The Tragedy of the Common
The tragedy of seemingly innocuous events such as these (when viewed through 1950s knowledge and sensibilities) is that they cultivate conditions that are completely antithetical to the way the brain is designed and ideally structured to unfold. As I’ve since learned from Peter Levine’s and Maggie Kline’s book, Trauma Through a Child’s Eyes, a typical childhood is filled with experiences of all kinds that disrupt, disorganize and delay optimal neural development. Many of them happen without any parental or adult awareness of grave damage done. Here are a few pictures of everyday incidents demonstrating what I mean:
In each of these pictures the experience of emotional overwhelm in combination with immobilization appears to store these experiences similar to the way it records and stores real life-threatening incidents. The same neurotransmitters are involved. The same brain disorganization results.

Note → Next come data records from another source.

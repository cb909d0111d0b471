//! # Seed Data Generator
//!
//! Populates the database with a demo month for development.
//!
//! ## Usage
//! ```bash
//! # Seed the current month into ./dues_dev.db
//! cargo run -p dues-db --bin seed
//!
//! # Pick month and database
//! cargo run -p dues-db --bin seed -- --db ./dues.db --month 2026-05
//! ```
//!
//! ## Generated Data
//! - 2 FIXED and 3 SINGLE members
//! - Practices every Tuesday, one match, one tournament, one social
//! - Registrations with varied attendance
//! - A few payments: one FIXED settled, SINGLE members partly paid
//!
//! Fees and category come from `DUES_*` variables (see `LedgerConfig`).

use std::env;

use chrono::{Datelike, Utc, Weekday};
use dues_core::{BillingModel, BillingMonth, EventType};
use dues_db::{Database, DbConfig, LedgerConfig};
use tracing::{info, warn};
use tracing_subscriber::EnvFilter;

const MEMBERS: &[(&str, BillingModel)] = &[
    ("Aiko Tanaka", BillingModel::Fixed),
    ("Bruno Silva", BillingModel::Fixed),
    ("Chen Wei", BillingModel::Single),
    ("Dana Okafor", BillingModel::Single),
    ("Emil Novak", BillingModel::Single),
];

/// Share of the month's events each member attends, in percent.
const ATTENDANCE_PCT: &[usize] = &[100, 60, 80, 50, 30];

#[tokio::main]
async fn main() -> Result<(), Box<dyn std::error::Error>> {
    tracing_subscriber::fmt()
        .with_env_filter(
            EnvFilter::try_from_default_env()
                .unwrap_or_else(|_| EnvFilter::new("info,dues=debug,sqlx=warn")),
        )
        .init();

    let args: Vec<String> = env::args().collect();

    let mut db_path = env::var("DUES_DB_PATH").unwrap_or_else(|_| String::from("./dues_dev.db"));
    let mut month = BillingMonth::of(Utc::now().date_naive());

    let mut i = 1;
    while i < args.len() {
        match args[i].as_str() {
            "--db" | "-d" => {
                if i + 1 < args.len() {
                    db_path = args[i + 1].clone();
                    i += 1;
                }
            }
            "--month" | "-m" => {
                if i + 1 < args.len() {
                    month = args[i + 1].parse()?;
                    i += 1;
                }
            }
            "--help" | "-h" => {
                println!("Dues Ledger Seed Data Generator");
                println!();
                println!("Usage: seed [OPTIONS]");
                println!();
                println!("Options:");
                println!("  -d, --db <PATH>       Database file path (default: $DUES_DB_PATH or ./dues_dev.db)");
                println!("  -m, --month <YYYY-MM> Month to seed (default: current month)");
                println!("  -h, --help            Show this help message");
                return Ok(());
            }
            other => warn!(argument = other, "Ignoring unknown argument"),
        }
        i += 1;
    }

    let config = LedgerConfig::from_env()?;
    info!(db = %db_path, %month, "Seeding dues ledger");

    let db = Database::new(DbConfig::new(&db_path)).await?;
    let roster = db.roster();
    let ledger = db.ledger(&config);

    if !roster.list_active_members().await?.is_empty() {
        println!("Database already has members; skipping seed.");
        println!("Delete the database file to regenerate.");
        return Ok(());
    }

    // Members
    let mut members = Vec::new();
    for (name, model) in MEMBERS {
        members.push(roster.register_member(name, *model).await?);
    }

    // Events: every Tuesday is practice, plus one of each special kind
    let (start, end) = month.date_range();
    let mut events = Vec::new();
    for date in start.iter_days().take_while(|d| *d < end) {
        if date.weekday() == Weekday::Tue {
            events.push(roster.schedule_event("Weekly practice", EventType::Practice, date).await?);
        }
        match date.day() {
            9 => events.push(roster.schedule_event("League match", EventType::Match, date).await?),
            18 => events.push(
                roster
                    .schedule_event("Club tournament", EventType::Tournament, date)
                    .await?,
            ),
            27 => events.push(roster.schedule_event("Team dinner", EventType::Social, date).await?),
            _ => {}
        }
    }

    // Registrations
    for (member, pct) in members.iter().zip(ATTENDANCE_PCT) {
        let attending = (events.len() * pct).div_ceil(100);
        for event in events.iter().take(attending) {
            roster.register_attendance(&member.id, &event.id).await?;
        }
    }

    // Payments
    let key = month.to_string();
    ledger.mark_paid_fixed(&members[0].id, &key).await?;
    ledger.mark_paid_single(&members[2].id, &key, 2).await?;
    ledger.mark_paid_single(&members[3].id, &key, 1).await?;
    ledger.mark_paid_single(&members[3].id, &key, 1).await?;

    println!();
    println!("Dues overview for {}", month);
    println!("{:<16} {:>7} {:>9} {:>9} {:>11}  STATE", "MEMBER", "MODEL", "OWED", "PAID", "OUTSTANDING");
    for s in ledger.month_overview(&key).await? {
        println!(
            "{:<16} {:>7} {:>9} {:>9} {:>11}  {:?}",
            s.display_name,
            s.billing_model.as_str(),
            s.owed,
            s.paid,
            s.outstanding,
            s.state
        );
    }

    let violations = ledger.audit_month(&key).await?;
    println!();
    println!("Audit: {} inconsistencies", violations.len());

    db.close().await;
    Ok(())
}
//! # Reporting View
//!
//! Read-only aggregation of the ledger for unpaid lists and payment
//! reminders. Every report runs in a unit of work that is rolled back, so
//! it sees one consistent snapshot and never writes.

use dues_core::reconcile::{self, DuesState};
use dues_core::validation::{validate_member_id, validate_month};
use dues_core::{
    AttendanceFeeFlag, BillingMonth, CoreError, FlagFilter, InvariantViolation, Member,
    MonthlyDuesRecord, MonthlySummary, TransactionRecord,
};
use tracing::{debug, error, info, warn};

use super::DuesLedger;
use crate::error::{DbError, DbResult};
use crate::repository::ledger_store::LedgerStore;

/// Everything the ledger holds for one (member, month).
struct MonthSnapshot {
    record: Option<MonthlyDuesRecord>,
    transactions: Vec<TransactionRecord>,
    flags: Vec<AttendanceFeeFlag>,
}

impl MonthSnapshot {
    async fn load(
        store: &mut LedgerStore<'_>,
        member_id: &str,
        month: BillingMonth,
    ) -> DbResult<Self> {
        let record = store.find_monthly_record(member_id, month).await?;
        let transactions = match &record {
            Some(r) => store.find_transactions_for(&r.id).await?,
            None => Vec::new(),
        };
        let flags = store
            .find_qualifying_attendance(member_id, month, FlagFilter::All)
            .await?;

        Ok(MonthSnapshot {
            record,
            transactions,
            flags,
        })
    }

    fn violations(&self, member: &Member, month: BillingMonth) -> Vec<InvariantViolation> {
        let mut found = Vec::new();
        if let Some(record) = &self.record {
            if let Err(v) = reconcile::check_record(record, &self.transactions) {
                found.push(v);
            }
        }
        if let Err(v) = reconcile::check_flag_coverage(
            &member.id,
            &month.to_string(),
            member.billing_model,
            self.record.as_ref(),
            &self.flags,
        ) {
            found.push(v);
        }
        found
    }

    fn summarize(
        &self,
        ledger: &DuesLedger,
        member: &Member,
        month: BillingMonth,
        scheduled: i64,
    ) -> MonthlySummary {
        let model = member.billing_model;
        let registrations = self.flags.len() as i64;
        let owed_count = ledger.rates.owed_count(model, scheduled, registrations);
        let owed = ledger.rates.amount_owed(model, scheduled, registrations);
        let paid = self
            .record
            .as_ref()
            .map(MonthlyDuesRecord::total_paid)
            .unwrap_or_default();

        MonthlySummary {
            member_id: member.id.clone(),
            display_name: member.display_name.clone(),
            month,
            billing_model: model,
            unit_fee: ledger.rates.unit_fee(model),
            owed_count,
            owed,
            paid,
            outstanding: owed.saturating_sub_floor(paid),
            paid_count: self.record.as_ref().map_or(0, |r| r.paid_count),
            paid_flags: self.flags.iter().filter(|f| f.paid).count() as i64,
            state: DuesState::classify(self.record.as_ref(), owed_count),
        }
    }
}

impl DuesLedger {
    /// Owed, paid and outstanding for one member and month.
    ///
    /// Fails with an invariant error rather than report numbers from an
    /// inconsistent ledger.
    pub async fn monthly_summary(&self, member_id: &str, month: &str) -> DbResult<MonthlySummary> {
        let member_id = validate_member_id(member_id)?;
        let month = validate_month(month)?;

        let mut uow = self.db.begin().await?;
        let mut store = uow.ledger();

        let member = store
            .find_member(&member_id)
            .await?
            .ok_or_else(|| CoreError::MemberNotFound(member_id.clone()))?;
        let scheduled = store.count_scheduled_events(month).await?;
        let snapshot = MonthSnapshot::load(&mut store, &member.id, month).await?;

        if let Some(violation) = snapshot.violations(&member, month).into_iter().next() {
            return Err(DbError::invariant(violation));
        }
        let summary = snapshot.summarize(self, &member, month, scheduled);
        uow.rollback().await?;

        debug!(
            member_id = %summary.member_id,
            %month,
            owed = summary.owed.cents(),
            paid = summary.paid.cents(),
            "Monthly summary computed"
        );
        Ok(summary)
    }

    /// Summaries for every active member and anyone with dues activity in
    /// the month, sorted by name.
    pub async fn month_overview(&self, month: &str) -> DbResult<Vec<MonthlySummary>> {
        let month = validate_month(month)?;

        let mut uow = self.db.begin().await?;
        let mut store = uow.ledger();

        let scheduled = store.count_scheduled_events(month).await?;
        let members = store.members_for_month(month).await?;

        let mut summaries = Vec::with_capacity(members.len());
        for member in &members {
            let snapshot = MonthSnapshot::load(&mut store, &member.id, month).await?;
            if let Some(violation) = snapshot.violations(member, month).into_iter().next() {
                return Err(DbError::invariant(violation));
            }
            summaries.push(snapshot.summarize(self, member, month, scheduled));
        }
        uow.rollback().await?;

        debug!(%month, members = summaries.len(), "Month overview computed");
        Ok(summaries)
    }

    /// Members with an outstanding balance for the month.
    pub async fn unpaid_members(&self, month: &str) -> DbResult<Vec<MonthlySummary>> {
        let unpaid: Vec<MonthlySummary> = self
            .month_overview(month)
            .await?
            .into_iter()
            .filter(MonthlySummary::is_outstanding)
            .collect();

        info!(month, count = unpaid.len(), "Unpaid members listed");
        Ok(unpaid)
    }

    /// Checks every dues record and paid flag of the month.
    ///
    /// Violations are logged and returned, never corrected.
    pub async fn audit_month(&self, month: &str) -> DbResult<Vec<InvariantViolation>> {
        let month = validate_month(month)?;

        let mut uow = self.db.begin().await?;
        let mut store = uow.ledger();

        let members = store.members_for_month(month).await?;
        let mut violations = Vec::new();
        for member in &members {
            let snapshot = MonthSnapshot::load(&mut store, &member.id, month).await?;
            violations.extend(snapshot.violations(member, month));

            // Counts are stored, so this is only a hint that fees changed.
            if let Some(record) = &snapshot.record {
                let fee = self.rates.unit_fee(member.billing_model);
                if record.total_paid().exact_units_of(fee).is_none() {
                    warn!(
                        member_id = %member.id,
                        %month,
                        total = record.total_paid_cents,
                        fee = fee.cents(),
                        "Dues total is not a whole number of current unit fees"
                    );
                }
            }
        }
        uow.rollback().await?;

        for v in &violations {
            error!(
                member_id = %v.member_id,
                month = %v.month,
                rule = %v.rule,
                expected = v.expected,
                actual = v.actual,
                "Ledger audit found an inconsistency"
            );
        }
        info!(%month, members = members.len(), violations = violations.len(), "Ledger audit finished");
        Ok(violations)
    }
}
#[cfg(test)]
mod tests {
    use dues_core::{CoreError, EventType, Member};

    use crate::test_support::{date, Fixture};

    use super::*;

    async fn single_with_events(fx: &Fixture, days: &[u32]) -> (Member, Vec<String>) {
        let member = fx.member("Single", BillingModel::Single).await;
        let mut ids = Vec::new();
        for day in days {
            let event = fx.event(EventType::Practice, date(2026, 5, *day)).await;
            fx.attend(&member, &event).await;
            ids.push(event.id);
        }
        (member, ids)
    }

    async fn coverage_rows(fx: &Fixture) -> i64 {
        sqlx::query_scalar("SELECT COUNT(*) FROM transaction_coverage")
            .fetch_one(fx.db.pool())
            .await
            .unwrap()
    }

    // -------------------------------------------------------------------------
    // SINGLE
    // -------------------------------------------------------------------------

    #[tokio::test]
    async fn test_single_cancel_reverses_whole_payment_and_deletes_record() {
        let fx = Fixture::new().await;
        let (member, _) = single_with_events(&fx, &[5, 12, 19]).await;

        fx.ledger.mark_paid_single(&member.id, "2026-05", 5).await.unwrap();

        let reversal = fx
            .ledger
            .cancel_last_single_payment(&member.id, "2026-05")
            .await
            .unwrap()
            .applied()
            .unwrap();

        assert_eq!(reversal.reversed_count, 3);
        assert_eq!(reversal.reversed_amount.cents(), 660);
        assert_eq!(reversal.new_total, Money::zero());
        assert!(fx.record(&member, "2026-05").await.is_none());
        assert!(fx.transactions(&member, "2026-05").await.is_empty());
        assert!(fx.paid_events(&member, "2026-05").await.is_empty());
    }

    #[tokio::test]
    async fn test_single_cancel_undoes_only_latest_payment() {
        let fx = Fixture::new().await;
        let (member, ids) = single_with_events(&fx, &[3, 10, 17, 24]).await;

        fx.ledger.mark_paid_single(&member.id, "2026-05", 1).await.unwrap();
        fx.ledger.mark_paid_single(&member.id, "2026-05", 2).await.unwrap();

        let reversal = fx
            .ledger
            .cancel_last_single_payment(&member.id, "2026-05")
            .await
            .unwrap()
            .applied()
            .unwrap();
        assert_eq!(reversal.reversed_count, 2);
        assert_eq!(reversal.new_total.cents(), 220);

        let record = fx.record(&member, "2026-05").await.unwrap();
        assert_eq!(record.total_paid_cents, 220);
        assert_eq!(record.paid_count, 1);
        assert!(record.is_paid);
        assert_eq!(fx.paid_events(&member, "2026-05").await, vec![ids[0].clone()]);
    }

    #[tokio::test]
    async fn test_single_cancel_reopens_latest_events_first() {
        let fx = Fixture::new().await;
        let (member, ids) = single_with_events(&fx, &[3, 10, 17, 24, 31]).await;

        // Pay two, then two more, then cancel the second payment
        fx.ledger.mark_paid_single(&member.id, "2026-05", 2).await.unwrap();
        fx.ledger.mark_paid_single(&member.id, "2026-05", 2).await.unwrap();
        fx.ledger
            .cancel_last_single_payment(&member.id, "2026-05")
            .await
            .unwrap();

        assert_eq!(
            fx.paid_events(&member, "2026-05").await,
            vec![ids[0].clone(), ids[1].clone()]
        );
    }

    #[tokio::test]
    async fn test_single_pay_cancel_round_trip_restores_state() {
        let fx = Fixture::new().await;
        let (member, _) = single_with_events(&fx, &[5, 12, 19, 26]).await;

        fx.ledger.mark_paid_single(&member.id, "2026-05", 1).await.unwrap();
        let before_record = fx.record(&member, "2026-05").await.unwrap();
        let before_flags = fx.paid_events(&member, "2026-05").await;

        fx.ledger.mark_paid_single(&member.id, "2026-05", 2).await.unwrap();
        fx.ledger
            .cancel_last_single_payment(&member.id, "2026-05")
            .await
            .unwrap();

        let after_record = fx.record(&member, "2026-05").await.unwrap();
        assert_eq!(after_record.id, before_record.id);
        assert_eq!(after_record.total_paid_cents, before_record.total_paid_cents);
        assert_eq!(after_record.paid_count, before_record.paid_count);
        assert_eq!(fx.paid_events(&member, "2026-05").await, before_flags);
        assert_eq!(fx.transactions(&member, "2026-05").await.len(), 1);
    }

    #[tokio::test]
    async fn test_single_cancel_reopens_late_earlier_registration() {
        let fx = Fixture::new().await;
        let (member, ids) = single_with_events(&fx, &[5, 12, 19]).await;
        fx.ledger.mark_paid_single(&member.id, "2026-05", 2).await.unwrap();
        let before = fx.paid_events(&member, "2026-05").await;
        assert_eq!(before, vec![ids[0].clone(), ids[1].clone()]);

        // Registered late for an event dated before the paid ones
        let early = fx.event(EventType::Practice, date(2026, 5, 3)).await;
        fx.attend(&member, &early).await;
        fx.ledger.mark_paid_single(&member.id, "2026-05", 1).await.unwrap();
        assert_eq!(
            fx.paid_events(&member, "2026-05").await,
            vec![early.id.clone(), ids[0].clone(), ids[1].clone()]
        );

        let reversal = fx
            .ledger
            .cancel_last_single_payment(&member.id, "2026-05")
            .await
            .unwrap()
            .applied()
            .unwrap();
        assert_eq!(reversal.reversed_count, 1);
        assert_eq!(fx.paid_events(&member, "2026-05").await, before);

        let record = fx.record(&member, "2026-05").await.unwrap();
        assert_eq!(record.paid_count, 2);
        assert_eq!(record.total_paid_cents, 440);
    }

    #[tokio::test]
    async fn test_single_cancel_without_coverage_reopens_latest_dated() {
        let fx = Fixture::new().await;
        let (member, ids) = single_with_events(&fx, &[5, 12, 19]).await;
        fx.ledger.mark_paid_single(&member.id, "2026-05", 1).await.unwrap();
        fx.ledger.mark_paid_single(&member.id, "2026-05", 1).await.unwrap();
        fx.exec("DELETE FROM transaction_coverage").await;

        fx.ledger
            .cancel_last_single_payment(&member.id, "2026-05")
            .await
            .unwrap();

        assert_eq!(fx.paid_events(&member, "2026-05").await, vec![ids[0].clone()]);
    }

    #[tokio::test]
    async fn test_single_cancel_removes_coverage_rows() {
        let fx = Fixture::new().await;
        let (member, _) = single_with_events(&fx, &[5, 12]).await;
        fx.ledger.mark_paid_single(&member.id, "2026-05", 2).await.unwrap();

        assert_eq!(coverage_rows(&fx).await, 2);

        fx.ledger
            .cancel_last_single_payment(&member.id, "2026-05")
            .await
            .unwrap();
        assert_eq!(coverage_rows(&fx).await, 0);
    }

    #[tokio::test]
    async fn test_single_cancel_without_record_is_noop() {
        let fx = Fixture::new().await;
        let (member, _) = single_with_events(&fx, &[5]).await;

        let outcome = fx
            .ledger
            .cancel_last_single_payment(&member.id, "2026-05")
            .await
            .unwrap();
        assert_eq!(outcome.no_change_reason(), Some(NoChangeReason::NothingToReverse));
    }

    #[tokio::test]
    async fn test_single_cancel_counts_survive_fee_change() {
        let fx = Fixture::new().await;
        let (member, _) = single_with_events(&fx, &[5, 12, 19]).await;
        fx.ledger.mark_paid_single(&member.id, "2026-05", 2).await.unwrap();

        // Fee raised after the payment was taken
        let config = crate::config::LedgerConfig {
            rates: dues_core::BillingRates::new(Money::from_cents(180), Money::from_cents(300)),
            ..Default::default()
        };
        let repriced = fx.db.ledger(&config);

        let reversal = repriced
            .cancel_last_single_payment(&member.id, "2026-05")
            .await
            .unwrap()
            .applied()
            .unwrap();
        assert_eq!(reversal.reversed_count, 2);
        assert_eq!(reversal.reversed_amount.cents(), 440);
        assert!(fx.paid_events(&member, "2026-05").await.is_empty());
    }

    #[tokio::test]
    async fn test_single_cancel_refuses_uncovered_count() {
        let fx = Fixture::new().await;
        let (member, _) = single_with_events(&fx, &[5, 12]).await;
        fx.ledger.mark_paid_single(&member.id, "2026-05", 2).await.unwrap();

        // Ledger claims more events than there are paid flags
        fx.exec("UPDATE finance_transactions SET covered_count = 3").await;
        fx.exec("UPDATE monthly_dues SET paid_count = 3").await;

        let err = fx
            .ledger
            .cancel_last_single_payment(&member.id, "2026-05")
            .await
            .unwrap_err();
        assert!(matches!(
            err,
            DbError::Domain(CoreError::Invariant(InvariantViolation {
                rule: InvariantRule::FlagCoverageMismatch,
                ..
            }))
        ));

        // Rolled back: transaction still there
        assert_eq!(fx.transactions(&member, "2026-05").await.len(), 1);
    }

    #[tokio::test]
    async fn test_single_cancel_rejects_fixed_member() {
        let fx = Fixture::new().await;
        let member = fx.member("Fixed", BillingModel::Fixed).await;

        let err = fx
            .ledger
            .cancel_last_single_payment(&member.id, "2026-05")
            .await
            .unwrap_err();
        assert!(matches!(
            err,
            DbError::Domain(CoreError::BillingModelMismatch { .. })
        ));
    }

    // -------------------------------------------------------------------------
    // FIXED
    // -------------------------------------------------------------------------

    #[tokio::test]
    async fn test_fixed_cancel_removes_everything() {
        let fx = Fixture::new().await;
        let member = fx.member("Fixed", BillingModel::Fixed).await;
        let e1 = fx.event(EventType::Practice, date(2026, 5, 5)).await;
        let e2 = fx.event(EventType::Match, date(2026, 5, 9)).await;
        fx.attend(&member, &e1).await;
        fx.attend(&member, &e2).await;

        fx.ledger.mark_paid_fixed(&member.id, "2026-05").await.unwrap();
        let reversal = fx
            .ledger
            .cancel_fixed_payment(&member.id, "2026-05")
            .await
            .unwrap()
            .applied()
            .unwrap();

        assert_eq!(reversal.reversed_amount.cents(), 360);
        assert_eq!(reversal.transactions_removed, 1);
        assert_eq!(reversal.flags_reopened, 2);
        assert!(fx.record(&member, "2026-05").await.is_none());
        assert!(fx.paid_events(&member, "2026-05").await.is_empty());

        let left: i64 = sqlx::query_scalar("SELECT COUNT(*) FROM finance_transactions")
            .fetch_one(fx.db.pool())
            .await
            .unwrap();
        assert_eq!(left, 0);

        // Second cancel has nothing left to do
        let again = fx
            .ledger
            .cancel_fixed_payment(&member.id, "2026-05")
            .await
            .unwrap();
        assert_eq!(again.no_change_reason(), Some(NoChangeReason::NothingToReverse));
    }

    #[tokio::test]
    async fn test_fixed_cancel_after_top_up_removes_both_transactions() {
        let fx = Fixture::new().await;
        let member = fx.member("Fixed", BillingModel::Fixed).await;
        fx.event(EventType::Practice, date(2026, 5, 5)).await;
        fx.ledger.mark_paid_fixed(&member.id, "2026-05").await.unwrap();
        fx.event(EventType::Practice, date(2026, 5, 12)).await;
        fx.ledger.mark_paid_fixed(&member.id, "2026-05").await.unwrap();

        let reversal = fx
            .ledger
            .cancel_fixed_payment(&member.id, "2026-05")
            .await
            .unwrap()
            .applied()
            .unwrap();
        assert_eq!(reversal.transactions_removed, 2);
        assert_eq!(reversal.reversed_amount.cents(), 360);
    }

    #[tokio::test]
    async fn test_fixed_cancel_leaves_other_months_alone() {
        let fx = Fixture::new().await;
        let member = fx.member("Fixed", BillingModel::Fixed).await;
        let may = fx.event(EventType::Practice, date(2026, 5, 5)).await;
        let june = fx.event(EventType::Practice, date(2026, 6, 2)).await;
        fx.attend(&member, &may).await;
        fx.attend(&member, &june).await;

        fx.ledger.mark_paid_fixed(&member.id, "2026-05").await.unwrap();
        fx.ledger.mark_paid_fixed(&member.id, "2026-06").await.unwrap();
        fx.ledger.cancel_fixed_payment(&member.id, "2026-05").await.unwrap();

        assert!(fx.record(&member, "2026-05").await.is_none());
        assert!(fx.record(&member, "2026-06").await.is_some());
        assert_eq!(fx.paid_events(&member, "2026-06").await, vec![june.id]);
    }
}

Waking Up to Brain Development
Parents, teachers and childcare workers would be wise to be aware of the neural disorganization incidents like these can produce. One good intervention in the wake of such experiences is to have the child stand up and move - walk or run. Repeating movements like Brain Gym or Smart Moves that cross the midline of the body (making the sign of the cross?) are also helpful. Finally, some kind of “triumphant action” is further useful to diminish the sense of powerlessness resulting from the overwhelming experience, transforming it to permit greater potential for confident social intelligence.